Multidimensional issue preferences of the European lavender vote
Abstract: Are lesbian, gay and bisexual voters in Western Europe europhile globalists or eurosceptic nativists? The recently established ‘sexuality gap’ between lavender voters and heterosexuals in Western Europe shows that LGBs are more likely to support left-leaning parties and identify ideologically with the left than their heterosexual peers. We know very little, however, about how this gap plays out in the multidimensional space in Europe where cultural concerns from over issues like immigration and EU integration are increasingly important when it comes to voters deciding how to vote in elections. In this paper, I use data from eight rounds of the European Social Survey (2002-2017) to investigate the impact of LGB status on support for EU integration and immigration. The results show that, despite claims that LGBs may be opposed to immigration that they view as inimical to their liberal values, lavender voters in Western Europe are significantly more pro-integrationist and pro-immigration than comparable heterosexuals.

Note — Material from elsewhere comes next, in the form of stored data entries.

//! Generic key/value cache with lazy TTL expiry.
//!
//! Every resolver in the SDK (JWKS sets, the gateway public key, the project
//! identity) owns its own `TtlCache` instance, parametrized over its value
//! type, instead of sharing one polymorphic store.
//!
//! # Concurrency
//!
//! - A single `std::sync::Mutex` guards the map
//! - The lock is held only for the duration of one map operation and never
//!   across an `.await` or a network call
//! - Concurrent misses on the same key may both fetch upstream; the last
//!   `set` wins
//!
//! # Expiry
//!
//! Entries are evicted lazily: an expired entry is removed by the `get` that
//! observes it. There is no background sweeper, so expired entries that are
//! never read again stay in memory until the cache is dropped or cleared.

use std::collections::HashMap;
use std::hash::Hash;
use std::sync::{Mutex, MutexGuard, PoisonError};
use std::time::{Duration, Instant};

/// A cached value together with its bookkeeping timestamps.
#[derive(Debug, Clone)]
pub struct CacheEntry<V> {
    /// The cached value.
    pub value: V,

    /// When the value was stored.
    pub created_at: Instant,

    /// When the value stops being served. `None` means it never expires.
    pub expires_at: Option<Instant>,
}

impl<V> CacheEntry<V> {
    /// Returns `true` if the entry is still valid at `now`.
    ///
    /// An entry is valid up to and including its `expires_at` instant.
    #[must_use]
    pub fn is_fresh_at(&self, now: Instant) -> bool {
        self.expires_at.map_or(true, |expires_at| now <= expires_at)
    }
}

/// Thread-safe TTL cache with lazy eviction.
///
/// Values are cloned out on `get`; store `Arc<T>` for values that are
/// expensive to clone.
#[derive(Debug)]
pub struct TtlCache<K, V> {
    entries: Mutex<HashMap<K, CacheEntry<V>>>,
    default_ttl: Option<Duration>,
}

impl<K, V> TtlCache<K, V>
where
    K: Eq + Hash,
    V: Clone,
{
    /// Create a cache whose entries never expire unless `set` is given a TTL.
    #[must_use]
    pub fn new() -> Self {
        Self {
            entries: Mutex::new(HashMap::new()),
            default_ttl: None,
        }
    }

    /// Create a cache applying `default_ttl` to entries stored without an
    /// explicit TTL.
    #[must_use]
    pub fn with_default_ttl(default_ttl: Duration) -> Self {
        Self {
            entries: Mutex::new(HashMap::new()),
            default_ttl: Some(default_ttl),
        }
    }

    /// The TTL applied when `set` is called without one.
    #[must_use]
    pub fn default_ttl(&self) -> Option<Duration> {
        self.default_ttl
    }

    /// Get a fresh value, evicting it if it has expired.
    pub fn get(&self, key: &K) -> Option<V> {
        self.get_at(key, Instant::now())
    }

    fn get_at(&self, key: &K, now: Instant) -> Option<V> {
        let mut entries = self.lock();

        let fresh = entries.get(key).map(|entry| entry.is_fresh_at(now))?;
        if fresh {
            tracing::debug!(target: "kobble.cache", "Cache hit");
            return entries.get(key).map(|entry| entry.value.clone());
        }

        entries.remove(key);
        tracing::debug!(target: "kobble.cache", "Cache entry expired, evicted");
        None
    }

    /// Store a value.
    ///
    /// The entry expires after `ttl` if given, otherwise after the cache's
    /// default TTL, otherwise never.
    pub fn set(&self, key: K, value: V, ttl: Option<Duration>) {
        self.set_at(key, value, ttl, Instant::now());
    }

    fn set_at(&self, key: K, value: V, ttl: Option<Duration>, now: Instant) {
        let expires_at = ttl
            .or(self.default_ttl)
            .and_then(|ttl| now.checked_add(ttl));

        let entry = CacheEntry {
            value,
            created_at: now,
            expires_at,
        };

        self.lock().insert(key, entry);
    }

    /// Remove a value regardless of its expiry.
    pub fn remove(&self, key: &K) -> Option<V> {
        self.lock().remove(key).map(|entry| entry.value)
    }

    /// Remove every entry.
    pub fn clear(&self) {
        self.lock().clear();
    }

    /// Number of stored entries, including expired ones not yet evicted.
    #[must_use]
    pub fn len(&self) -> usize {
        self.lock().len()
    }

    /// Returns `true` if no entries are stored.
    #[must_use]
    pub fn is_empty(&self) -> bool {
        self.lock().is_empty()
    }

    /// A poisoned lock only means another thread panicked mid-operation; the
    /// map itself is always left in a consistent state, so keep using it.
    fn lock(&self) -> MutexGuard<'_, HashMap<K, CacheEntry<V>>> {
        self.entries.lock().unwrap_or_else(PoisonError::into_inner)
    }
}

impl<K, V> Default for TtlCache<K, V>
where
    K: Eq + Hash,
    V: Clone,
{
    fn default() -> Self {
        Self::new()
    }
}
//! Kobble SDK entry point.

use crate::auth::project::{fetch_whoami, Whoami};
use crate::auth::verifier::TokenVerifier;
use crate::config::{Config, ConfigError};
use kobble_common::http::{HttpError, JsonHttpClient, SdkHttpClient};
use std::sync::Arc;
use tracing::instrument;

/// Health endpoint, relative to the SDK base URL.
pub const PING_PATH: &str = "/ping";

/// Kobble SDK client.
///
/// Owns one HTTP client shared by every resolver, so keys and the project
/// id are cached for the lifetime of this value. Create it once and share it.
pub struct Kobble {
    http: Arc<SdkHttpClient>,
    verifier: TokenVerifier,
}

impl Kobble {
    #[must_use]
    pub fn new(config: &Config) -> Self {
        let http = Arc::new(SdkHttpClient::with_timeout(
            config.base_url.clone(),
            config.sdk_secret.clone(),
            config.http_timeout,
        ));
        let verifier = TokenVerifier::from_config(http.clone(), config);

        tracing::debug!(target: "kobble.client", base_url = %config.base_url, "Kobble client created");

        Self { http, verifier }
    }

    /// Build a client from `KOBBLE_*` environment variables.
    ///
    /// # Errors
    ///
    /// Returns `ConfigError` if the environment is incomplete or invalid.
    pub fn from_env() -> Result<Self, ConfigError> {
        Ok(Self::new(&Config::from_env()?))
    }

    /// The token verification service.
    #[must_use]
    pub fn verifier(&self) -> &TokenVerifier {
        &self.verifier
    }

    /// Look up the project and user the SDK secret belongs to.
    ///
    /// Always hits the network; the verifier keeps its own cached copy of
    /// the project id.
    ///
    /// # Errors
    ///
    /// Returns the underlying `HttpError`.
    #[instrument(skip_all)]
    pub async fn whoami(&self) -> Result<Whoami, HttpError> {
        fetch_whoami(self.http.as_ref()).await
    }

    /// Check the SDK API is reachable.
    ///
    /// `true` on any 2xx, whatever the body.
    #[instrument(skip_all)]
    pub async fn ping(&self) -> bool {
        match self.http.get_json(PING_PATH).await {
            Ok(_) | Err(HttpError::Decode(_)) => true,
            Err(e) => {
                tracing::warn!(target: "kobble.client", error = %e, "Ping failed");
                false
            }
        }
    }
}

impl std::fmt::Debug for Kobble {
    fn fmt(&self, f: &mut std::fmt::Formatter<'_>) -> std::fmt::Result {
        f.debug_struct("Kobble")
            .field("http", &self.http)
            .finish_non_exhaustive()
    }
}
//! # Kobble Test Utilities
//!
//! Shared test utilities for the Kobble SDK crates.
//!
//! This crate provides:
//! - Deterministic crypto fixtures (fixed RSA and P-256 keys)
//! - Claim builders and token signers (RS256 via `jsonwebtoken`, ES256 via `p256`)
//! - A call-counting mock of the HTTP collaborator
//!
//! ## Usage
//!
//! ```rust,ignore
//! use kobble_test_utils::*;
//!
//! #[tokio::test]
//! async fn test_example() {
//!     let http = MockHttpClient::new()
//!         .with_response("/auth/whoami", whoami_response("p1"))
//!         .with_response(&jwks_path("p1"), jwks_with_primary_key());
//!
//!     let claims = TestClaimsBuilder::access_token("u1", "p1").build();
//!     let token = sign_rs256(&claims, RSA_KID_1, RSA_PRIVATE_KEY_1_PEM);
//! }
//! ```

pub mod crypto_fixtures;
pub mod mock_http;
pub mod token_builders;

// Re-export commonly used items
pub use crypto_fixtures::*;
pub use mock_http::*;
pub use token_builders::*;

EU intervention, economic perceptions & satisfaction with democracy. (with Dan Devine) – accepted for presentation at EPSA 2020
Abstract: The dramatic decline in political support in the aftermath of the Eurozone crisis has sparked a debate regarding the role of the European Union’s intervention into a small collection of its member states and the negative consequences this intervention signals for representative democracy. Primarily, there are two arguments made to explain the decline of political trust within the intervened-in states. One argument is that EU intervention undermines representative democracy as it ties the hands of political parties, castrating the room for manoeuvre of governments which reduces the ability of voters to choose between demarcated political alternatives. This reduced room for manoeuvre or “democracy without choice” engenders dissatisfaction with the democratic system as voters become aware of their inability to shape the policies of those who seek to govern them. A different argument suggests that EU intervention serves as an information cue that signals to citizens that their government is unable to provide competent economic governance. As a result, a decline in political support in the intervened-in economies is brought about by citizens’ updating their subjective evaluations of economic performance. In this paper we ask what effect do economic interventions have on satisfaction with democracy, economic perceptions, and the mechanisms that are at play between these three variables.

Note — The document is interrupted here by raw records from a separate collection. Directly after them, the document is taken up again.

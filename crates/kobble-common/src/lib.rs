//! Common utilities shared across the Kobble SDK crates.

#![warn(clippy::pedantic)]

/// Module for the generic TTL cache backing every resolver
pub mod cache;

/// Module for the injected HTTP collaborator (GET JSON)
pub mod http;

/// Module for raw JWT decoding (segments, header, payload, PEM)
pub mod jwt;

/// Module for secret types that prevent accidental logging
pub mod secret;
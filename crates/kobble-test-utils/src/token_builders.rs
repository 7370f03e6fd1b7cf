//! Builder patterns for test token construction
//!
//! Claims are built as JSON so tests can add, remove or corrupt any field,
//! then signed with the fixture keys.

use base64::engine::general_purpose::URL_SAFE_NO_PAD;
use base64::Engine;
use chrono::{Duration, Utc};
use jsonwebtoken::{Algorithm, EncodingKey, Header};
use p256::ecdsa::signature::Signer;
use p256::ecdsa::{Signature, SigningKey};
use serde_json::{json, Map, Value};

use crate::crypto_fixtures::ec_private_scalar;

/// Issuer of access and identity tokens.
pub const TEST_ACCESS_ISSUER: &str = "https://kobble.io";

/// Issuer of gateway tokens.
pub const TEST_GATEWAY_ISSUER: &str = "gateway.kobble.io";

/// Builder for JWT claim sets.
///
/// # Example
/// ```rust,ignore
/// let claims = TestClaimsBuilder::access_token("u1", "p1")
///     .expires_in(-60)
///     .without("nbf")
///     .build();
/// ```
#[derive(Debug, Clone)]
pub struct TestClaimsBuilder {
    claims: Map<String, Value>,
}

impl TestClaimsBuilder {
    /// Empty claim set.
    pub fn new() -> Self {
        Self { claims: Map::new() }
    }

    /// Valid access token claims for `sub` in `project_id`.
    pub fn access_token(sub: &str, project_id: &str) -> Self {
        let now = Utc::now().timestamp();
        Self::new()
            .with("sub", json!(sub))
            .with("project_id", json!(project_id))
            .with("exp", json!(now + 3600))
            .with("iat", json!(now))
            .with("nbf", json!(now))
            .with("iss", json!(TEST_ACCESS_ISSUER))
            .with("aud", json!(project_id))
    }

    /// Valid identity token claims for `user_id` in `project_id`.
    ///
    /// Timestamps use the legacy JavaScript `Date.toString()` format.
    pub fn id_token(user_id: &str, project_id: &str) -> Self {
        let now = Utc::now().timestamp();
        Self::new()
            .with("sub", json!(user_id))
            .with("id", json!(user_id))
            .with("email", json!("alice@example.com"))
            .with("name", json!("Alice"))
            .with("picture_url", json!("https://cdn.example.com/alice.png"))
            .with("is_verified", json!(true))
            .with("stripe_id", json!("cus_123"))
            .with(
                "updated_at",
                json!("Tue Mar 05 2024 10:15:30 GMT+0000 (Coordinated Universal Time)"),
            )
            .with(
                "created_at",
                json!("Mon Jan 01 2024 08:00:00 GMT+0000 (Coordinated Universal Time)"),
            )
            .with("exp", json!(now + 3600))
            .with("iat", json!(now))
            .with("nbf", json!(now))
            .with("iss", json!(TEST_ACCESS_ISSUER))
            .with("aud", json!(project_id))
    }

    /// Valid gateway token claims for a user in `project_id`.
    pub fn gateway_token(project_id: &str) -> Self {
        let now = Utc::now().timestamp();
        Self::new()
            .with("project_id", json!(project_id))
            .with("sub", json!("u1"))
            .with("iat", json!(now))
            .with("exp", json!(now + 3600))
            .with("iss", json!(TEST_GATEWAY_ISSUER))
            .with("aud", json!(project_id))
            .with(
                "user",
                json!({
                    "id": "u1",
                    "email": "alice@example.com",
                    "name": "Alice",
                    "products": [{
                        "id": "prod_1",
                        "quotas": [{ "id": "q1", "name": "api-calls", "used": 3, "limit": 100 }]
                    }]
                }),
            )
    }

    /// Set a claim.
    pub fn with(mut self, name: &str, value: Value) -> Self {
        self.claims.insert(name.to_string(), value);
        self
    }

    /// Remove a claim.
    pub fn without(mut self, name: &str) -> Self {
        self.claims.remove(name);
        self
    }

    /// Set `exp` relative to now. Negative values produce an expired token.
    pub fn expires_in(self, seconds: i64) -> Self {
        let exp = (Utc::now() + Duration::seconds(seconds)).timestamp();
        self.with("exp", json!(exp))
    }

    /// Set `nbf` relative to now.
    pub fn not_before_in(self, seconds: i64) -> Self {
        let nbf = (Utc::now() + Duration::seconds(seconds)).timestamp();
        self.with("nbf", json!(nbf))
    }

    /// Set `iat` relative to now.
    pub fn issued_in(self, seconds: i64) -> Self {
        let iat = (Utc::now() + Duration::seconds(seconds)).timestamp();
        self.with("iat", json!(iat))
    }

    /// Build the claims as a JSON value
    pub fn build(self) -> Value {
        Value::Object(self.claims)
    }
}

impl Default for TestClaimsBuilder {
    fn default() -> Self {
        Self::new()
    }
}

/// Sign `claims` with RS256 and the given PKCS#1 private key.
pub fn sign_rs256(claims: &Value, kid: &str, private_key_pem: &str) -> String {
    sign_rsa(claims, Algorithm::RS256, Some(kid), private_key_pem)
}

/// Sign `claims` with any RSA-family algorithm. `kid` is omitted when `None`.
pub fn sign_rsa(
    claims: &Value,
    algorithm: Algorithm,
    kid: Option<&str>,
    private_key_pem: &str,
) -> String {
    let mut header = Header::new(algorithm);
    header.kid = kid.map(str::to_string);
    let key = EncodingKey::from_rsa_pem(private_key_pem.as_bytes())
        .expect("fixture RSA key should parse");
    jsonwebtoken::encode(&header, claims, &key).expect("RSA signing should succeed")
}

/// Sign `claims` with ES256 using the fixture P-256 key.
///
/// The signature segment is ASN.1 DER, the encoding gateway tokens use.
pub fn sign_es256_der(claims: &Value) -> String {
    let header = json!({ "alg": "ES256", "typ": "JWT" });
    let signing_input = format!("{}.{}", encode_segment(&header), encode_segment(claims));

    let signing_key =
        SigningKey::from_slice(&ec_private_scalar()).expect("fixture EC scalar should parse");
    let signature: Signature = signing_key.sign(signing_input.as_bytes());
    let der = signature.to_der();

    format!("{signing_input}.{}", URL_SAFE_NO_PAD.encode(der.as_bytes()))
}

/// Assemble a token from an arbitrary header and payload with a fixed
/// garbage signature.
pub fn unsigned_token(header: &Value, claims: &Value) -> String {
    format!(
        "{}.{}.{}",
        encode_segment(header),
        encode_segment(claims),
        URL_SAFE_NO_PAD.encode(b"not-a-signature")
    )
}

/// Replace the signature segment of `token` with one taken from `other`.
pub fn with_signature_from(token: &str, other: &str) -> String {
    let (signing_input, _) = token.rsplit_once('.').expect("token has a signature segment");
    let (_, signature) = other.rsplit_once('.').expect("token has a signature segment");
    format!("{signing_input}.{signature}")
}

/// Base64url-encode a JSON value as a JWT segment.
pub fn encode_segment(value: &Value) -> String {
    URL_SAFE_NO_PAD.encode(value.to_string().as_bytes())
}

Electoral campaigns & Voter Mobilisation
Abstract: Mass emails are a common tactic by which advocacy groups try to mobilise like-minded others to lobby political representatives. This paper assesses whether a large-scale campaign conducted by the UK’s main anti- Brexit advocacy group effectively induced constituent-to-legislator lobbying. The organisation conducted a large-scale field experiment in which 119,332 supporters were randomly assigned to receive one of four email messages, or to a control group. The emails urged supporters to lobby their local MP to support a second Brexit referendum, randomly varying whether or not they informed recipients of: i) their MP’s opposition to a second referendum, and ii) the urgency of the issue. We find that this email campaign generated around 3,247 individual emails to 346 non-aligned MPs, corresponding to an increase in emails of 3.4 percentage-points over the control group. We find no differential effect of revealing an MP’s incongruent Brexit position or of emphasising urgency. These results suggest that in high-stakes contexts, mass emails can be highly effective at mobilising supporters of a cause.

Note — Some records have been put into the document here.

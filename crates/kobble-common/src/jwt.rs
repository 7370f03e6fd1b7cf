//! Raw JWT decoding without trust.
//!
//! This module splits a compact JWT into its three segments and decodes the
//! header and payload JSON. Nothing here verifies a signature or a claim;
//! callers must run claim validation and signature verification before
//! trusting anything decoded here.
//!
//! # Security
//!
//! - Tokens are size-checked BEFORE any base64 or JSON work (DoS prevention)
//! - The signing input is kept exactly as transmitted, never re-encoded
//! - Decode failures log at debug level only; token contents are never logged
//!
//! # Usage
//!
//! ```rust,ignore
//! use kobble_common::jwt::{decode_header, decode_payload, split_token};
//!
//! let segments = split_token(token)?;
//! let header = decode_header(segments.header)?;
//! let claims = decode_payload(segments.payload)?;
//! let signature = segments.decode_signature()?;
//! ```

use base64::{engine::general_purpose::URL_SAFE_NO_PAD, Engine};
use serde::Deserialize;
use serde_json::{Map, Value};
use thiserror::Error;

// =============================================================================
// Constants
// =============================================================================

/// Maximum allowed JWT size in bytes (8KB).
///
/// Tokens larger than this are rejected before any decoding. Access, identity
/// and gateway tokens are all well under 4KB even with a large product list.
pub const MAX_JWT_SIZE_BYTES: usize = 8192;

/// PEM armour label for a `SubjectPublicKeyInfo` document.
pub const PUBLIC_KEY_PEM_LABEL: &str = "PUBLIC KEY";

// =============================================================================
// Error Types
// =============================================================================

/// Errors that can occur while decoding a JWT.
#[derive(Error, Debug, Clone, PartialEq, Eq)]
pub enum JwtDecodeError {
    /// Token size exceeds [`MAX_JWT_SIZE_BYTES`].
    #[error("Token size {size} exceeds the maximum of {max} bytes")]
    TokenTooLarge { size: usize, max: usize },

    /// Token structure, base64 or JSON is invalid.
    #[error("{0}")]
    MalformedToken(String),
}

/// Errors that can occur while decoding a PEM public key.
#[derive(Error, Debug, Clone, PartialEq, Eq)]
pub enum PemError {
    /// The armour or base64 body could not be parsed.
    #[error("Failed to decode PEM block containing public key")]
    Malformed,

    /// The armour label is not `PUBLIC KEY`.
    #[error("Unexpected PEM block type: {0}")]
    UnexpectedLabel(String),
}

// =============================================================================
// Types
// =============================================================================

/// The three base64url segments of a compact JWT, borrowed from the token.
#[derive(Debug, Clone, Copy, PartialEq, Eq)]
pub struct TokenSegments<'a> {
    /// Encoded JOSE header.
    pub header: &'a str,

    /// Encoded claims payload.
    pub payload: &'a str,

    /// Encoded signature.
    pub signature: &'a str,

    signing_input: &'a str,
}

impl<'a> TokenSegments<'a> {
    /// The bytes covered by the signature: `header "." payload` exactly as
    /// they appear in the token.
    #[must_use]
    pub fn signing_input(&self) -> &'a [u8] {
        self.signing_input.as_bytes()
    }

    /// Decode the signature segment from base64url.
    ///
    /// # Errors
    ///
    /// Returns `JwtDecodeError::MalformedToken` if the segment is not valid
    /// base64url.
    pub fn decode_signature(&self) -> Result<Vec<u8>, JwtDecodeError> {
        URL_SAFE_NO_PAD.decode(self.signature).map_err(|e| {
            tracing::debug!(target: "kobble.jwt", error = %e, "Failed to decode JWT signature base64");
            JwtDecodeError::MalformedToken("Failed to decode signature".to_string())
        })
    }
}

/// Decoded JOSE header fields the SDK looks at.
#[derive(Debug, Clone, PartialEq, Eq, Deserialize)]
pub struct JwtHeader {
    /// Signing algorithm (`RS256`, `ES256`, ...).
    pub alg: String,

    /// Key ID selecting the verification key, if present.
    #[serde(default)]
    pub kid: Option<String>,

    /// Token type, usually `JWT`.
    #[serde(default)]
    pub typ: Option<String>,
}

// =============================================================================
// Functions
// =============================================================================

/// Split a compact JWT into its header, payload and signature segments.
///
/// # Errors
///
/// - `TokenTooLarge` - Token exceeds [`MAX_JWT_SIZE_BYTES`]
/// - `MalformedToken` - Token does not have exactly three dot-separated segments
pub fn split_token(token: &str) -> Result<TokenSegments<'_>, JwtDecodeError> {
    if token.len() > MAX_JWT_SIZE_BYTES {
        tracing::debug!(
            target: "kobble.jwt",
            token_size = token.len(),
            max_size = MAX_JWT_SIZE_BYTES,
            "Token rejected: size exceeds maximum allowed"
        );
        return Err(JwtDecodeError::TokenTooLarge {
            size: token.len(),
            max: MAX_JWT_SIZE_BYTES,
        });
    }

    let parts: Vec<&str> = token.split('.').collect();
    let &[header, payload, signature] = parts.as_slice() else {
        tracing::debug!(
            target: "kobble.jwt",
            parts = parts.len(),
            "Token rejected: invalid JWT format"
        );
        return Err(JwtDecodeError::MalformedToken(format!(
            "Expected three dot separated segments but found {}. Did you pass a valid JWT?",
            parts.len()
        )));
    };

    // header + '.' + payload, borrowed straight from the token
    let signing_input = token
        .get(..header.len() + 1 + payload.len())
        .ok_or_else(|| JwtDecodeError::MalformedToken("Invalid token layout".to_string()))?;

    Ok(TokenSegments {
        header,
        payload,
        signature,
        signing_input,
    })
}

/// Decode a base64url JSON segment into a JSON object.
///
/// # Errors
///
/// Returns `JwtDecodeError::MalformedToken` if the segment is not valid
/// base64url, not valid JSON, or not a JSON object.
pub fn decode_segment(segment: &str) -> Result<Map<String, Value>, JwtDecodeError> {
    let bytes = URL_SAFE_NO_PAD.decode(segment).map_err(|e| {
        tracing::debug!(target: "kobble.jwt", error = %e, "Failed to decode JWT segment base64");
        JwtDecodeError::MalformedToken("Failed to decode payload".to_string())
    })?;

    match serde_json::from_slice::<Value>(&bytes) {
        Ok(Value::Object(map)) => Ok(map),
        Ok(_) => {
            tracing::debug!(target: "kobble.jwt", "JWT segment is not a JSON object");
            Err(JwtDecodeError::MalformedToken(
                "Failed to unmarshal payload".to_string(),
            ))
        }
        Err(e) => {
            tracing::debug!(target: "kobble.jwt", error = %e, "Failed to parse JWT segment JSON");
            Err(JwtDecodeError::MalformedToken(
                "Failed to unmarshal payload".to_string(),
            ))
        }
    }
}

/// Decode the claims payload into a claim map.
///
/// # Errors
///
/// See [`decode_segment`].
pub fn decode_payload(segment: &str) -> Result<Map<String, Value>, JwtDecodeError> {
    decode_segment(segment)
}

/// Decode the JOSE header.
///
/// # Errors
///
/// Returns `JwtDecodeError::MalformedToken` if the header cannot be decoded or
/// lacks a string `alg`. A non-string `kid` is treated as malformed too.
pub fn decode_header(segment: &str) -> Result<JwtHeader, JwtDecodeError> {
    let map = decode_segment(segment).map_err(|_| {
        JwtDecodeError::MalformedToken("Failed to decode header".to_string())
    })?;

    serde_json::from_value(Value::Object(map)).map_err(|e| {
        tracing::debug!(target: "kobble.jwt", error = %e, "JWT header has unexpected shape");
        JwtDecodeError::MalformedToken("Invalid JWT header".to_string())
    })
}

/// Decode a base64url value without padding (JWK `n`/`e` fields).
///
/// # Errors
///
/// Returns `base64::DecodeError` if the value is not valid base64url.
pub fn decode_base64url(value: &str) -> Result<Vec<u8>, base64::DecodeError> {
    URL_SAFE_NO_PAD.decode(value)
}

/// Decode a PEM-armoured `PUBLIC KEY` block into its DER body.
///
/// Only the first block is read; its label must be exactly `PUBLIC KEY`.
///
/// # Errors
///
/// - `Malformed` - No parseable PEM block
/// - `UnexpectedLabel` - The block is not a `PUBLIC KEY`
pub fn decode_public_key_pem(pem: &str) -> Result<Vec<u8>, PemError> {
    let block = pem::parse(pem).map_err(|e| {
        tracing::debug!(target: "kobble.jwt", error = %e, "Failed to parse PEM block");
        PemError::Malformed
    })?;

    if block.tag() != PUBLIC_KEY_PEM_LABEL {
        return Err(PemError::UnexpectedLabel(block.tag().to_string()));
    }

    Ok(block.into_contents())
}

// =============================================================================
// Tests
// =============================================================================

Over recent years, there has been an increase in negative partisanship across Western democracies, as well as an emergence of new political identities structured around the liberal-authoritarian dimension. Emerging issue-based identities compete with traditional party identities and politics is increasingly characterised by strong feelings towards outgroups. In times of such political turmoil, how can political parties use salient political identities to mobilise supporters? We conducted a large-scale pre-registered randomized field experiment in collaboration with a major political party in the UK. We test whether supporters of the party were more likely to donate and volunteer if they were exposed to negative rather than positive political identity cues, and whether the effect of these cues varied depending on whether they primed traditional party identities or salient issue identities. Party supporters either received an email invoking a positive party identity (helping the in-party win), an email invoking negative party identity (stopping the out-party from winning), an email invoking positive Brexit identities (supporting Remain), and an email invoking negative Brexit identities (stopping Brexit). We expect that negative political identities are more powerful in encouraging costly political behaviour than positive ones, and that negative cues should be more effective when paired with traditional party identities.